Adventures with Words: Man’s Search for Meaning by Viktor Frankl

Man’s Search for Meaning by Viktor Frankl

Much has been written about this book and deservedly so: its examination of life and death in the concentration camps of Nazi Germany and how Frankl and others survived is extraordinary – and let us fervently pray that it remains extra – ordinary. But one of the things Frankl’s book does is remind us how much our circumstances and society determine how we behave. We all would like to think that if we had been born in the early 20th century in Germany we would have been one of the brave people who resisted Nazism and tried to smuggle the Jews to freedom. The events of the last two years have unfortunately shown us that the vast majority of the population would happily go along with demonising a sub set of the population, particularly when encouraged to do so by those in power and those with loud media voices. A tiny, tiny percentage of the German population actively resisted the Nazis. We, you and I, would be no different today.

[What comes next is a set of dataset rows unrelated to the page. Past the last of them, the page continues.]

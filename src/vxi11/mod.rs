// Device core
pub const DEVICE_CORE_PROG:u32  = 0x0607af;
pub const DEVICE_CORE_VERS:u32  = 1;
pub const CREATE_LINK:u32       = 10;
pub const DEVICE_WRITE:u32      = 11;
pub const DEVICE_READ:u32       = 12;
pub const DEVICE_CLEAR:u32      = 15;
pub const DESTROY_LINK:u32      = 23;

pub const CLIENT_ID:i32 = 3333;
pub const DEFAULT_LOCK_TIMEOUT:u32 = 10000;

pub const OPERATION_FLAGS_END_ONLY:i32 = 8;

// Bits of the reason field in a device_read reply
pub const REASON_REQCNT:i32 = 1;
pub const REASON_CHR:i32    = 2;
pub const REASON_END:i32    = 4;

use std::io::{self, Error, ErrorKind};
use std::time::Duration;

use crate::rpc::port_mapping::{TcpPortMapperClient, Mapping, Protocol};
use crate::rpc::tcp_clients::TcpClient;

fn err(msg:&str) -> io::Error { Error::new(ErrorKind::Other, msg) }

pub mod xdr_pack;

pub struct CoreClient {
	client: TcpClient,
	io_timeout_ms: u32,
	opt_link: Option<Link>,
}

#[derive(Debug, Clone, Copy)]
pub struct Link {
	pub link_id: i32,
	pub abort_port: u32,
	pub max_recv_size: u32,
}

// Device error codes shared by every procedure that returns a Device_Error
fn device_error(code:i32) -> io::Result<()> {
	match code {
		0  => Ok(()),
		1  => Err(err("Syntax error")),
		3  => Err(err("Device not accessible")),
		4  => Err(err("Invalid link identifier")),
		5  => Err(err("Parameter error")),
		6  => Err(err("Channel not established")),
		8  => Err(err("Operation not supported")),
		9  => Err(err("Out of resources")),
		11 => Err(err("Device locked by another link")),
		12 => Err(err("No lock held by this link")),
		15 => Err(Error::new(ErrorKind::TimedOut, "I/O timeout")),
		17 => Err(err("I/O error")),
		21 => Err(err("Invalid address")),
		23 => Err(err("Abort")),
		29 => Err(err("Channel already established")),
		_  => Err(Error::new(ErrorKind::Other, format!("Unknown device error {}", code))),
	}
}

impl CoreClient {

	fn get_link(&self) -> io::Result<Link> {
		self.opt_link.ok_or_else(|| err("No link"))
	}

	pub fn new(host:&str, timeout:Duration) -> io::Result<Self> {

		// Find the port to use for the core program
		let mut pmap_client = TcpPortMapperClient::new(host, timeout)?;

		let mapping = Mapping {
			program: DEVICE_CORE_PROG,
			version: DEVICE_CORE_VERS,
			protocol: Protocol::TCP,
			port: 0,
		};

		let port = pmap_client.get_port(&mapping)?;
		log::debug!("vxi11: core channel for {} on port {}", host, port);

		// The socket timeout has to outlast the instrument-side I/O timeout, otherwise we'd give up
		// on replies the instrument is still allowed to send
		let client = TcpClient::connect((host, port), DEVICE_CORE_PROG, DEVICE_CORE_VERS, timeout + Duration::from_secs(1))?;
		let io_timeout_ms = timeout.as_millis().min(u32::MAX as u128) as u32;

		Ok(CoreClient { client, io_timeout_ms, opt_link: None })
	}

	pub fn link(&self) -> Option<Link> { self.opt_link }

	pub fn create_link(&mut self, device:&str) -> io::Result<()> {
		if self.opt_link.is_some() {
			return Err(err("Already connected to a link"));
		}

		self.client.start_call(CREATE_LINK)?;
		xdr_pack::pack_create_link_parms(&mut self.client.packer, CLIENT_ID, false, DEFAULT_LOCK_TIMEOUT, device)?;
		self.client.do_call()?;

		let error:i32         = self.client.unpacker.unpack_i32()?;
		let link_id:i32       = self.client.unpacker.unpack_i32()?;
		let abort_port:u32    = self.client.unpacker.unpack_u32()?;
		let max_recv_size:u32 = self.client.unpacker.unpack_u32()?;

		device_error(error)?;
		self.opt_link = Some(Link{ link_id, abort_port, max_recv_size });
		Ok(())
	}

	pub fn ask(&mut self, data:&[u8]) -> io::Result<Vec<u8>> {
		self.write(data)?;
		self.read()
	}

	// Commands longer than the instrument's receive buffer go out in chunks, with END set on the last one only
	pub fn write(&mut self, data:&[u8]) -> io::Result<()> {
		let link = self.get_link()?;
		let chunk_size = (link.max_recv_size as usize).max(1);
		let chunks:Vec<&[u8]> = if data.is_empty() { vec![data] } else { data.chunks(chunk_size).collect() };
		let last_idx = chunks.len() - 1;

		for (idx, chunk) in chunks.into_iter().enumerate() {
			let flags = if idx == last_idx { OPERATION_FLAGS_END_ONLY } else { 0 };

			self.client.start_call(DEVICE_WRITE)?;
			xdr_pack::pack_device_write_parms(&mut self.client.packer, link.link_id, self.io_timeout_ms, DEFAULT_LOCK_TIMEOUT, flags, chunk)?;
			self.client.do_call()?;

			let error:i32 = self.client.unpacker.unpack_i32()?;
			let size:u32  = self.client.unpacker.unpack_u32()?;
			device_error(error)?;

			if size as usize != chunk.len() {
				return Err(err("Number of bytes in confirmation doesn't match number of bytes sent"));
			}
		}

		Ok(())
	}

	// Keeps issuing device_read until the instrument flags END, so large waveform blocks arrive whole
	pub fn read(&mut self) -> io::Result<Vec<u8>> {
		let link = self.get_link()?;
		let mut ans:Vec<u8> = vec![];

		loop {
			self.client.start_call(DEVICE_READ)?;
			xdr_pack::pack_device_read_parms(&mut self.client.packer, link.link_id, u32::MAX, self.io_timeout_ms, DEFAULT_LOCK_TIMEOUT, 0, 0)?;
			self.client.do_call()?;

			let error:i32  = self.client.unpacker.unpack_i32()?;
			let reason:i32 = self.client.unpacker.unpack_i32()?;
			let mut data:Vec<u8> = self.client.unpacker.unpack_variable_len_opaque()?;
			device_error(error)?;

			ans.append(&mut data);

			if reason & REASON_END != 0 {
				return Ok(ans);
			} else if reason & (REASON_REQCNT | REASON_CHR) == 0 {
				return Err(err("Expected one of three reason bits to be set"));
			}
		}
	}

	pub fn clear(&mut self) -> io::Result<()> {
		let link = self.get_link()?;

		self.client.start_call(DEVICE_CLEAR)?;
		xdr_pack::pack_device_generic_parms(&mut self.client.packer, link.link_id, 0, DEFAULT_LOCK_TIMEOUT, self.io_timeout_ms)?;
		self.client.do_call()?;

		device_error(self.client.unpacker.unpack_i32()?)
	}

	pub fn destroy_link(&mut self) -> io::Result<()> {
		let link = match self.opt_link.take() {
			Some(link) => link,
			None => return Ok(()),
		};

		self.client.start_call(DESTROY_LINK)?;
		self.client.packer.pack_i32(link.link_id)?;
		self.client.do_call()?;

		device_error(self.client.unpacker.unpack_i32()?)
	}

}
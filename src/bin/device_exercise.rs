use std::time::Duration;

use clap::Parser;
use rand::RngCore;

use scope_trace::device;
use scope_trace::utils::hex_words;

/// Exchange random plaintext with the device under test, without the scope. Use it with the
/// scope in single-trigger mode to find trigger delay and level before a real acquisition.
#[derive(Parser)]
#[command(version)]
struct Args {
	/// Serial port of the device, e.g. /dev/ttyUSB0 or COM4
	#[arg(short, long)]
	port: String,

	#[arg(short, long, default_value_t = 9600)]
	baud_rate: u32,

	#[arg(long, default_value_t = 16)]
	plaintext_len: usize,

	#[arg(long, default_value_t = 16)]
	ciphertext_len: usize,

	#[arg(long, default_value_t = 2000)]
	read_timeout_ms: u64,

	/// Stop after this many exchanges instead of running until interrupted
	#[arg(short, long)]
	count: Option<u64>,

	/// Log every Nth exchange
	#[arg(long, default_value_t = 100)]
	every: u64,
}

fn main() -> scope_trace::Result<()> {
	env_logger::Builder::from_env(env_logger::Env::default().default_filter_or("info")).init();
	let args = Args::parse();

	let mut device = device::open(&args.port, args.baud_rate, args.plaintext_len, args.ciphertext_len, Duration::from_millis(args.read_timeout_ms))?;
	let mut rng = rand::thread_rng();
	let mut plaintext = vec![0u8; args.plaintext_len];

	let mut i:u64 = 0;
	while args.count.map_or(true, |n| i < n) {
		rng.fill_bytes(&mut plaintext);
		let ciphertext = device.transact(&plaintext)?;

		if args.every != 0 && i % args.every == 0 {
			log::info!("i={} plain={} cipher={}", i, hex_words(&plaintext), hex_words(&ciphertext));
		}
		i += 1;
	}

	device.close();
	Ok(())
}
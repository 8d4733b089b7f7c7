use std::path::PathBuf;

use clap::Parser;

use scope_trace::utils::hex_words;
use scope_trace::TraceSetReader;

/// Print the header of a trace set file and, optionally, its first records.
#[derive(Parser)]
#[command(version)]
struct Args {
	file: PathBuf,

	/// Number of records to dump
	#[arg(short, long, default_value_t = 0)]
	records: u32,

	/// Where the plaintext ends inside each record's data
	#[arg(long, default_value_t = 16)]
	plaintext_len: usize,

	/// Samples shown per record
	#[arg(long, default_value_t = 8)]
	samples: usize,
}

fn main() -> scope_trace::Result<()> {
	env_logger::Builder::from_env(env_logger::Env::default().default_filter_or("warn")).init();
	let args = Args::parse();

	let mut reader = TraceSetReader::open(&args.file)?;
	let header = *reader.header();

	println!("{}", args.file.display());
	println!("  traces:          {}{}", reader.len(), if reader.is_truncated() { format!(" (header declares {})", header.trace_count) } else { String::new() });
	println!("  samples/trace:   {}", header.sample_count);
	println!("  encoding:        {:?}", header.encoding);
	println!("  data bytes:      {}", header.payload_length);
	println!("  sample interval: {:e} s", header.sample_interval);
	println!("  amplitude scale: {:e} V/unit", header.amplitude_scale);

	for (idx, trace) in reader.records().take(args.records as usize).enumerate() {
		let trace = trace?;
		let (plain, cipher) = trace.split(args.plaintext_len);
		let volts = trace.samples.volts(header.amplitude_scale);
		let shown:Vec<String> = volts.iter().take(args.samples).map(|v| format!("{:.4e}", v)).collect();
		println!("[{}] plain={} cipher={}", idx, hex_words(plain), hex_words(cipher));
		println!("     V: {}{}", shown.join(" "), if volts.len() > args.samples { " ..." } else { "" });
	}
	Ok(())
}
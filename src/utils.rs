// Hex dump in the grouping used by the lab's serial tools: uppercase, one space between 16-bit words
pub fn hex_words(data:&[u8]) -> String {
	let mut ans = String::with_capacity(data.len() * 5 / 2);
	for (idx, byte) in data.iter().enumerate() {
		if idx > 0 && idx % 2 == 0 { ans.push(' '); }
		ans.push_str(&format!("{:02X}", byte));
	}
	ans
}
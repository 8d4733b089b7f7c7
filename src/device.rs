use std::io::{self, Read, Write};
use std::time::{Duration, Instant};

use serialport::SerialPort;

use crate::error::{Error, Result};

// Per-read timeout on the serial port. The overall budget is enforced by `transact`
const SERIAL_POLL_TIMEOUT:Duration = Duration::from_millis(100);

pub struct DeviceChannel<T: Read + Write> {
	transport: Option<T>,
	plaintext_length: usize,
	ciphertext_length: usize,
	read_timeout: Duration,
}

pub fn open(port:&str, baud_rate:u32, plaintext_length:usize, ciphertext_length:usize, read_timeout:Duration) -> Result<DeviceChannel<Box<dyn SerialPort>>> {
	let transport = serialport::new(port, baud_rate)
		.timeout(SERIAL_POLL_TIMEOUT.min(read_timeout))
		.open()
		.map_err(|source| Error::DeviceUnavailable { port: port.to_owned(), source })?;

	// Stale ciphertext from an earlier, interrupted run would shift every later read
	if let Err(e) = transport.clear(serialport::ClearBuffer::All) {
		log::warn!("device: unable to clear buffers on {}: {}", port, e);
	}
	log::info!("device: opened {} at {} baud", port, baud_rate);

	Ok(DeviceChannel::new(transport, plaintext_length, ciphertext_length, read_timeout))
}

impl<T: Read + Write> DeviceChannel<T> {
	pub fn new(transport:T, plaintext_length:usize, ciphertext_length:usize, read_timeout:Duration) -> Self {
		DeviceChannel { transport: Some(transport), plaintext_length, ciphertext_length, read_timeout }
	}

	pub fn is_open(&self) -> bool {
		self.transport.is_some()
	}

	// Writes the plaintext and reads back exactly `ciphertext_length` bytes. The scope must
	// already be armed: the device starts working as soon as the last byte lands
	pub fn transact(&mut self, plaintext:&[u8]) -> Result<Vec<u8>> {
		if plaintext.len() != self.plaintext_length {
			return Err(Error::RecordMismatch(format!(
				"plaintext is {} bytes, device expects {}",
				plaintext.len(),
				self.plaintext_length
			)));
		}
		let expected:usize = self.ciphertext_length;
		let deadline:Instant = Instant::now() + self.read_timeout;
		let transport = self.transport.as_mut().ok_or(Error::SessionClosed("device"))?;

		transport.write_all(plaintext)?;
		transport.flush()?;

		let mut ciphertext:Vec<u8> = vec![0u8; expected];
		let mut received:usize = 0;
		while received < expected && Instant::now() < deadline {
			match transport.read(&mut ciphertext[received..]) {
				Ok(0) => break,
				Ok(n) => received += n,
				Err(e) if e.kind() == io::ErrorKind::TimedOut || e.kind() == io::ErrorKind::WouldBlock => continue,
				Err(e) if e.kind() == io::ErrorKind::Interrupted => continue,
				Err(e) => return Err(Error::Io(e)),
			}
		}

		if received < expected {
			return Err(Error::ShortRead { expected, received });
		}
		Ok(ciphertext)
	}

	pub fn close(&mut self) {
		if self.transport.take().is_some() {
			log::debug!("device: closed");
		}
	}
}
mod common;

use std::time::{Duration, Instant};

use common::{MockScope, Sweep};
use scope_trace::{Oscilloscope, PollPolicy};

fn armed(sweep:Sweep) -> MockScope {
	let mut scope = MockScope::new(vec![], sweep);
	scope.arm().unwrap();
	scope
}

#[test]
fn stops_after_k_plus_one_polls_with_backoff() {
	let policy = PollPolicy { attempts: 10, interval_ms: 20 };
	for k in [0u32, 1, 4, 9] {
		let mut scope = armed(Sweep::StopsAfter(k + 1));
		let started = Instant::now();
		assert!(scope.poll_trigger_complete(&policy).unwrap());
		assert_eq!(scope.polls, k + 1);
		assert!(started.elapsed() >= Duration::from_millis(20) * k);
	}
}

#[test]
fn gives_up_after_exactly_the_budget() {
	let policy = PollPolicy { attempts: 10, interval_ms: 1 };
	let mut scope = armed(Sweep::Never);
	assert!(!scope.poll_trigger_complete(&policy).unwrap());
	assert_eq!(scope.polls, 10);
}

#[test]
fn default_budget_is_ten_polls_half_a_second_apart() {
	let policy = PollPolicy::default();
	assert_eq!(policy.attempts, 10);
	assert_eq!(policy.interval(), Duration::from_millis(500));
}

But Viktor Frankl, a German Jew, was in the part of the population that was demonised and destroyed. Frankl survived and his book is, in part, an exploration of why some men lived when others, faced with similar hardships, died. According to Frankl, the key factor in determining someone’s endurance in the face of unimaginable suffering is the ability to find some meaning in that suffering. While a devout Jew himself, Frankl was also a psychiatrist, and in examining the factors enabling survival, Frankl deliberately separated meaning from religious faith: any meaning to be found in the situations the concentration camp inmates fouind themselves in was helpful.

Frankl went on to found a school of psychiatry, called logotherapy, which argues that the search for a meaning to one’s life is the central human motivating force. He may well be right, once we take Maslow’s hierarchy of needs into account and the ordinary necessities for living are accounted for.

But by divorcing meaning from its usual historical anchor, religious faith, Frankl also described the peculiar situation we find in the modern world, where the desperate search for meaning in a consumer world has led to people passionately embracing a whole variety of causes, from veganism to climate change, and equally passionately imposing these values on their fellows. So the peculiar paradox of the 21st century is that its great dilemma is to escape from the fervent beliefs of people searching for meaning in places which simply do not have the moral or intellectual gravity to sustain the importance they attach to them. Hence the increasingly hysterical attempts to force norms on other people, so that the cognitive dissonance of realising that what you have dedicated yourself to simply does not carry the import that you have given it.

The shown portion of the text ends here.